Reviewed by Dennis Schwartz

This is the last in the Boston Blackie series and though the programmer is entertaining enough, the story is not credible and the acting leaves a lot to be desired. Seymour Friedman (“Trapped by Boston Blackie”/ “Loan Shark”/”Khyber Patrol”) directs without much verve from a flat story by Maurice Tombragel, who is cowriter with Jack Boyle.

Boston Blackie (Chester Morris) and his comic relief side-kick Runt are spotted by Mei Ling exiting her murdered uncle’s Chinese laundry and she calls the police. The two find themselves under police scrutiny for holding out information.

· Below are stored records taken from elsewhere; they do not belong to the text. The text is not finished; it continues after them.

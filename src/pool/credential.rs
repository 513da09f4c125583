//! Upstream credentials and their configured form

use serde::{Deserialize, Serialize};
use std::fmt;
use std::str::FromStr;

/// Separator used by the `email----password----token` credential format
pub const FIELD_SEPARATOR: &str = "----";

/// Stable identifier for a credential within one pool
#[derive(Debug, Clone, Copy, PartialEq, Eq, Hash, PartialOrd, Ord, Serialize)]
#[serde(transparent)]
pub struct CredentialId(u32);

impl CredentialId {
    pub fn new(index: u32) -> Self {
        Self(index)
    }

    pub(crate) fn index(self) -> usize {
        self.0 as usize
    }
}

impl fmt::Display for CredentialId {
    fn fmt(&self, f: &mut fmt::Formatter<'_>) -> fmt::Result {
        write!(f, "cred-{}", self.0)
    }
}

/// Lifecycle status of a credential
#[derive(Debug, Clone, Copy, PartialEq, Eq, Serialize, Deserialize)]
#[serde(rename_all = "snake_case")]
pub enum CredentialStatus {
    Fresh,
    InUse,
    Expired,
    Revoked,
}

/// Sign-in secrets used to obtain a new token
#[derive(Clone, PartialEq, Eq)]
pub struct Secrets {
    email: String,
    password: String,
}

impl Secrets {
    pub fn new(email: impl Into<String>, password: impl Into<String>) -> Self {
        Self {
            email: email.into(),
            password: password.into(),
        }
    }

    pub fn email(&self) -> &str {
        &self.email
    }

    pub fn password(&self) -> &str {
        &self.password
    }
}

impl fmt::Debug for Secrets {
    fn fmt(&self, f: &mut fmt::Formatter<'_>) -> fmt::Result {
        f.debug_struct("Secrets")
            .field("email", &self.email)
            .field("password", &"***")
            .finish()
    }
}

/// A credential as written in configuration
///
/// Accepted forms:
/// - `token`
/// - `email----password----token`
/// - `email----password` (token obtained by signing in at startup)
#[derive(Clone, PartialEq, Eq, Serialize, Deserialize)]
#[serde(try_from = "String", into = "String")]
pub struct CredentialSpec {
    secrets: Option<Secrets>,
    token: Option<String>,
}

impl CredentialSpec {
    pub fn from_token(token: impl Into<String>) -> Self {
        Self {
            secrets: None,
            token: Some(token.into()),
        }
    }

    pub fn secrets(&self) -> Option<&Secrets> {
        self.secrets.as_ref()
    }

    pub fn token(&self) -> Option<&str> {
        self.token.as_deref()
    }

    /// Configured form with the password and token masked
    pub fn redacted(&self) -> String {
        let token = self.token.as_deref().map(mask_token);
        match (&self.secrets, token) {
            (Some(s), Some(t)) => format!("{}{sep}***{sep}{}", s.email, t, sep = FIELD_SEPARATOR),
            (Some(s), None) => format!("{}{}***", s.email, FIELD_SEPARATOR),
            (None, Some(t)) => t,
            (None, None) => String::new(),
        }
    }
}

impl fmt::Debug for CredentialSpec {
    fn fmt(&self, f: &mut fmt::Formatter<'_>) -> fmt::Result {
        f.write_str(&self.redacted())
    }
}

impl FromStr for CredentialSpec {
    type Err = String;

    fn from_str(raw: &str) -> Result<Self, Self::Err> {
        let raw = raw.trim();
        if raw.is_empty() {
            return Err("credential cannot be empty".to_string());
        }

        let parts: Vec<&str> = raw.split(FIELD_SEPARATOR).collect();
        let non_empty = |value: &str, field: &str| {
            if value.trim().is_empty() {
                Err(format!("credential {} cannot be empty", field))
            } else {
                Ok(value.trim().to_string())
            }
        };

        match parts.as_slice() {
            [token] => Ok(Self::from_token(non_empty(token, "token")?)),
            [email, password] => Ok(Self {
                secrets: Some(Secrets::new(
                    non_empty(email, "email")?,
                    non_empty(password, "password")?,
                )),
                token: None,
            }),
            [email, password, token] => Ok(Self {
                secrets: Some(Secrets::new(
                    non_empty(email, "email")?,
                    non_empty(password, "password")?,
                )),
                token: Some(non_empty(token, "token")?),
            }),
            _ => Err(format!(
                "credential has {} '{}'-separated fields; expected 'token', \
                'email{sep}password' or 'email{sep}password{sep}token'",
                parts.len(),
                FIELD_SEPARATOR,
                sep = FIELD_SEPARATOR
            )),
        }
    }
}

impl TryFrom<String> for CredentialSpec {
    type Error = String;

    fn try_from(value: String) -> Result<Self, Self::Error> {
        value.parse()
    }
}

impl From<CredentialSpec> for String {
    fn from(spec: CredentialSpec) -> Self {
        match (spec.secrets, spec.token) {
            (Some(s), Some(t)) => [s.email.as_str(), s.password.as_str(), t.as_str()]
                .join(FIELD_SEPARATOR),
            (Some(s), None) => [s.email.as_str(), s.password.as_str()].join(FIELD_SEPARATOR),
            (None, Some(t)) => t,
            (None, None) => String::new(),
        }
    }
}

/// Immutable view of a credential handed out with a lease
#[derive(Clone)]
pub struct Credential {
    id: CredentialId,
    token: String,
    secrets: Option<Secrets>,
}

impl Credential {
    pub fn new(id: CredentialId, token: impl Into<String>, secrets: Option<Secrets>) -> Self {
        Self {
            id,
            token: token.into(),
            secrets,
        }
    }

    pub fn id(&self) -> CredentialId {
        self.id
    }

    pub fn token(&self) -> &str {
        &self.token
    }

    pub fn secrets(&self) -> Option<&Secrets> {
        self.secrets.as_ref()
    }

    pub(crate) fn set_token(&mut self, token: String) {
        self.token = token;
    }
}

impl fmt::Debug for Credential {
    fn fmt(&self, f: &mut fmt::Formatter<'_>) -> fmt::Result {
        f.debug_struct("Credential")
            .field("id", &self.id)
            .field("token", &mask_token(&self.token))
            .field("has_secrets", &self.secrets.is_some())
            .finish()
    }
}

/// Keep the first few characters of a token for operator correlation
pub fn mask_token(token: &str) -> String {
    let prefix: String = token.chars().take(6).collect();
    if prefix.chars().count() < token.chars().count() {
        format!("{}***", prefix)
    } else {
        "***".to_string()
    }
}

#[cfg(test)]
mod tests {
    use super::*;

    #[test]
    fn test_parse_plain_token() {
        let spec: CredentialSpec = "eyJhbGciOi".parse().unwrap();
        assert_eq!(spec.token(), Some("eyJhbGciOi"));
        assert!(spec.secrets().is_none());
    }

    #[test]
    fn test_parse_email_password_token() {
        let spec: CredentialSpec = "a@b.com----hunter2----tok123".parse().unwrap();
        assert_eq!(spec.token(), Some("tok123"));
        let secrets = spec.secrets().unwrap();
        assert_eq!(secrets.email(), "a@b.com");
        assert_eq!(secrets.password(), "hunter2");
    }

    #[test]
    fn test_parse_email_password_without_token() {
        let spec: CredentialSpec = "a@b.com----hunter2".parse().unwrap();
        assert!(spec.token().is_none());
        assert!(spec.secrets().is_some());
    }

    #[test]
    fn test_parse_rejects_bad_shapes() {
        assert!("".parse::<CredentialSpec>().is_err());
        assert!("a----b----c----d".parse::<CredentialSpec>().is_err());
        assert!("a@b.com--------tok".parse::<CredentialSpec>().is_err());
    }

    #[test]
    fn test_string_form_round_trips_configured_text() {
        let raw = "a@b.com----hunter2----tok123";
        let spec: CredentialSpec = raw.parse().unwrap();
        assert_eq!(String::from(spec), raw);
    }

    #[test]
    fn test_redacted_hides_password_and_token() {
        let spec: CredentialSpec = "a@b.com----hunter2----tok1234567".parse().unwrap();
        let redacted = spec.redacted();
        assert!(!redacted.contains("hunter2"));
        assert!(!redacted.contains("tok1234567"));
        assert!(redacted.starts_with("a@b.com"));
    }

    #[test]
    fn test_mask_token_short_tokens_fully_hidden() {
        assert_eq!(mask_token("abc"), "***");
        assert_eq!(mask_token("abcdefghij"), "abcdef***");
    }

    #[test]
    fn test_credential_id_display() {
        assert_eq!(CredentialId::new(3).to_string(), "cred-3");
    }
}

To clear their name, the two follow up on the lead nightclub singer Mei Ling gave Faraday that Bill Craddock, the owner of the Club Cathay where she works, called her uncle after he discovered a strange package in the club’s laundry delivery and that got uncle agitated. The two soon discover that Craddock’s sexy girlfriend Red is a shill for a tourist bus and the guide named Les is passing on through packages of tea purchased in Wong’s Curio Shop stolen diamonds that are being recut in a secret place somewhere in Chinatown. Blackie knows that Red and Les are involved in the racket, but who their leader is eludes him until he follows Red into Pop Gerard’s Chinatown movie theater and sees more than the picture show featuring Glenn Ford and Evelyn Keyes in The Mating of Millie.

REVIEWED ON 9/22/2007 GRADE: C+

Dennis Schwartz: “Ozus’ World Movie Reviews”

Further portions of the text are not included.